After his college career was over, P.J. Thompson played in the Netherlands with visions of that being a long-term solution. But Painter, along with Thompson’s father, LaSalle, a former prep star in Indianapolis before a Division I basketball career who now makes his name in the Indy area as a basketball trainer, delivered some truth bombs to young P.J.
If he was serious about coaching, it was better to get in it now, rather than 10 years down the road.
And big brother passed that advice on to Isaiah.
“Hey, if you want to go play for a year to say you’re a professional player, do it. You’re young,” P.J. recalls saying to Isaiah. “But if coaching is what you want to do, you don’t get many opportunities, let alone at a program like Purdue.”
It can be a blow to a head coach when a player delivers the news he wants to transfer.
So long as there’s a valid reason, and bridges aren’t burned in the process, it can be easier to absorb.
Isaiah Thompson’s reason was more playing time. At Purdue, he’d seen his minutes per game dip from 18.7 as a freshman to 17.8 as a sophomore and 16.4 as a junior. He averaged more than 30 minutes per game in each of his two seasons at Florida Gulf Coast.
P.J. Thompson wondered how his brother’s departure would affect his relationship with his boss.
It didn’t.
Instead, Painter would check box scores and ask P.J. for updates. Meanwhile, in Florida, Isaiah Thompson was still watching every Purdue game.
And ultimately, the door re-opened for a more mature Isaiah Thompson, who had new experiences.
“He’s been around the game his whole life.
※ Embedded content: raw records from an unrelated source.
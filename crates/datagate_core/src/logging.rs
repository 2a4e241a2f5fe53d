//! Logging bootstrap for host applications embedding the core.
//!
//! # Responsibility
//! - Initialize file-based rolling logs exactly once per process.
//! - Keep core diagnostics metadata-only (event names, counts, levels).
//!
//! # Invariants
//! - Initialization is idempotent for an identical configuration.
//! - Re-initialization with a conflicting level or directory is rejected.
//! - Initialization never panics.
//!
//! # See also
//! - docs/architecture/logging.md

use flexi_logger::{Cleanup, Criterion, FileSpec, Logger, LoggerHandle, Naming, WriteMode};
use log::info;
use once_cell::sync::OnceCell;
use std::path::{Path, PathBuf};

const LOG_FILE_BASENAME: &str = "datagate";
const MAX_LOG_FILE_SIZE_BYTES: u64 = 5 * 1024 * 1024;
const MAX_LOG_FILES: usize = 3;

static LOGGING_STATE: OnceCell<LoggingState> = OnceCell::new();

struct LoggingState {
    level: &'static str,
    log_dir: PathBuf,
    _logger: LoggerHandle,
}

/// Initializes core logging with a level name and a log directory.
///
/// Returns `Ok(())` when logging is active, or a human-readable error
/// string when initialization fails.
///
/// # Invariants
/// - Repeat calls with the same configuration are idempotent.
/// - Repeat calls with a different `level` or `log_dir` are rejected.
///
/// # Errors
/// - Returns an error when `level` is unsupported.
/// - Returns an error when `log_dir` is empty or cannot be created.
/// - Returns an error when the logger backend fails to start.
pub fn init_logging(level: &str, log_dir: &str) -> Result<(), String> {
    let level = normalize_level(level)?;
    let log_dir = normalize_log_dir(log_dir)?;

    let state = LOGGING_STATE.get_or_try_init(|| start_logger(level, log_dir.clone()))?;

    if state.level != level {
        return Err(format!(
            "logging already initialized with level `{}`; refusing to switch to `{level}`",
            state.level
        ));
    }
    if state.log_dir != log_dir {
        return Err(format!(
            "logging already initialized at `{}`; refusing to switch to `{}`",
            state.log_dir.display(),
            log_dir.display()
        ));
    }

    Ok(())
}

/// Returns `(level, log_dir)` when logging is active, `None` otherwise.
pub fn logging_status() -> Option<(&'static str, PathBuf)> {
    LOGGING_STATE
        .get()
        .map(|state| (state.level, state.log_dir.clone()))
}

/// Returns the default log level for the current build mode.
///
/// - `debug` builds -> `debug`
/// - `release` builds -> `info`
pub fn default_log_level() -> &'static str {
    if cfg!(debug_assertions) {
        "debug"
    } else {
        "info"
    }
}

fn start_logger(level: &'static str, log_dir: PathBuf) -> Result<LoggingState, String> {
    std::fs::create_dir_all(&log_dir).map_err(|err| {
        format!(
            "failed to create log directory `{}`: {err}",
            log_dir.display()
        )
    })?;

    let logger = Logger::try_with_str(level)
        .map_err(|err| format!("invalid log level `{level}`: {err}"))?
        .log_to_file(
            FileSpec::default()
                .directory(log_dir.as_path())
                .basename(LOG_FILE_BASENAME),
        )
        .rotate(
            Criterion::Size(MAX_LOG_FILE_SIZE_BYTES),
            Naming::Numbers,
            Cleanup::KeepLogFiles(MAX_LOG_FILES),
        )
        .write_mode(WriteMode::BufferAndFlush)
        .append()
        .format_for_files(flexi_logger::detailed_format)
        .start()
        .map_err(|err| format!("failed to start logger: {err}"))?;

    info!(
        "event=core_init module=logging status=ok level={} log_dir={} version={}",
        level,
        log_dir.display(),
        env!("CARGO_PKG_VERSION")
    );

    Ok(LoggingState {
        level,
        log_dir,
        _logger: logger,
    })
}

fn normalize_level(level: &str) -> Result<&'static str, String> {
    match level.trim().to_ascii_lowercase().as_str() {
        "trace" => Ok("trace"),
        "debug" => Ok("debug"),
        "info" => Ok("info"),
        "warn" | "warning" => Ok("warn"),
        "error" => Ok("error"),
        other => Err(format!(
            "unsupported log level `{other}`; expected trace|debug|info|warn|error"
        )),
    }
}

fn normalize_log_dir(log_dir: &str) -> Result<PathBuf, String> {
    let trimmed = log_dir.trim();
    if trimmed.is_empty() {
        return Err("log_dir cannot be empty".to_string());
    }
    Ok(Path::new(trimmed).to_path_buf())
}

#[cfg(test)]
mod tests {
    use super::{init_logging, logging_status, normalize_level, normalize_log_dir};

    #[test]
    fn normalize_level_accepts_known_values_case_insensitively() {
        assert_eq!(normalize_level("INFO").expect("INFO normalizes"), "info");
        assert_eq!(
            normalize_level(" warning ").expect("warning normalizes"),
            "warn"
        );
    }

    #[test]
    fn normalize_level_rejects_unknown_values() {
        let error = normalize_level("verbose").expect_err("unknown level must be rejected");
        assert!(error.contains("unsupported log level"));
    }

    #[test]
    fn normalize_log_dir_rejects_empty_input() {
        let error = normalize_log_dir("   ").expect_err("empty dir must be rejected");
        assert!(error.contains("cannot be empty"));
    }

    #[test]
    fn init_logging_is_idempotent_and_rejects_conflicts() {
        let log_dir = tempfile::tempdir().expect("temp dir");
        let log_dir_str = log_dir
            .path()
            .to_str()
            .expect("temp dir is valid UTF-8")
            .to_string();
        let other_dir = tempfile::tempdir().expect("second temp dir");
        let other_dir_str = other_dir
            .path()
            .to_str()
            .expect("temp dir is valid UTF-8")
            .to_string();

        init_logging("info", &log_dir_str).expect("first init succeeds");
        init_logging("info", &log_dir_str).expect("same config is idempotent");

        let level_error =
            init_logging("debug", &log_dir_str).expect_err("level conflict must fail");
        assert!(level_error.contains("refusing to switch"));

        let dir_error =
            init_logging("info", &other_dir_str).expect_err("directory conflict must fail");
        assert!(dir_error.contains("refusing to switch"));

        let (active_level, active_dir) = logging_status().expect("logging is active");
        assert_eq!(active_level, "info");
        assert_eq!(active_dir, log_dir.path());
    }
}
His dad is a guy that’s coached and trained and played at two Division I institutions (Indiana State and Ball State) and obviously his brother played here,” Painter said. “He’s from a basketball family and anytime you can have guys like that around your players on a daily basis who get it and understand it, your players are going to benefit from it.”
As a player, you’re trying to absorb a lot of information, sometimes in a short time span.
As you work up the coaching ladder, that again eventually becomes the case.
But as a graduate assistant, Isaiah Thompson has eased into coaching. His current duties are to assist the defensive staff and draw up out of bounds plays.
“It’s great experience for a young coach to give him just specific things that he’s looking for as I’m kind of putting everything together,” said assistant coach Paul Lusk, Purdue’s defensive guru. “He’s grown. He’s got to go see another program and really appreciate Purdue. And now, he’s back and it’s really been a seamless transition for him.”
When Isaiah Thompson made the decision to transfer to Florida Gulf Coast, it was based on playing time. As his two years in Fort Myers progressed, Thompson began studying his head coach, Pat Chambers, who’d previously led Penn State.
He started comparing and contrasting coaching techniques with those of Painter, and blending the two to create what Thompson’s own coaching style could be someday.
“I was seeing how I envision my style if I’m fortunate enough to stay in the business of coaching,” Isaiah Thompson said. “I’ve always known I wanted to get into coaching. I didn’t think it would be this early, but that’s how it happened.
“And now I feel like the earlier you’re in the business, the better off you are because the more you can learn, the more you can grow as a coach.”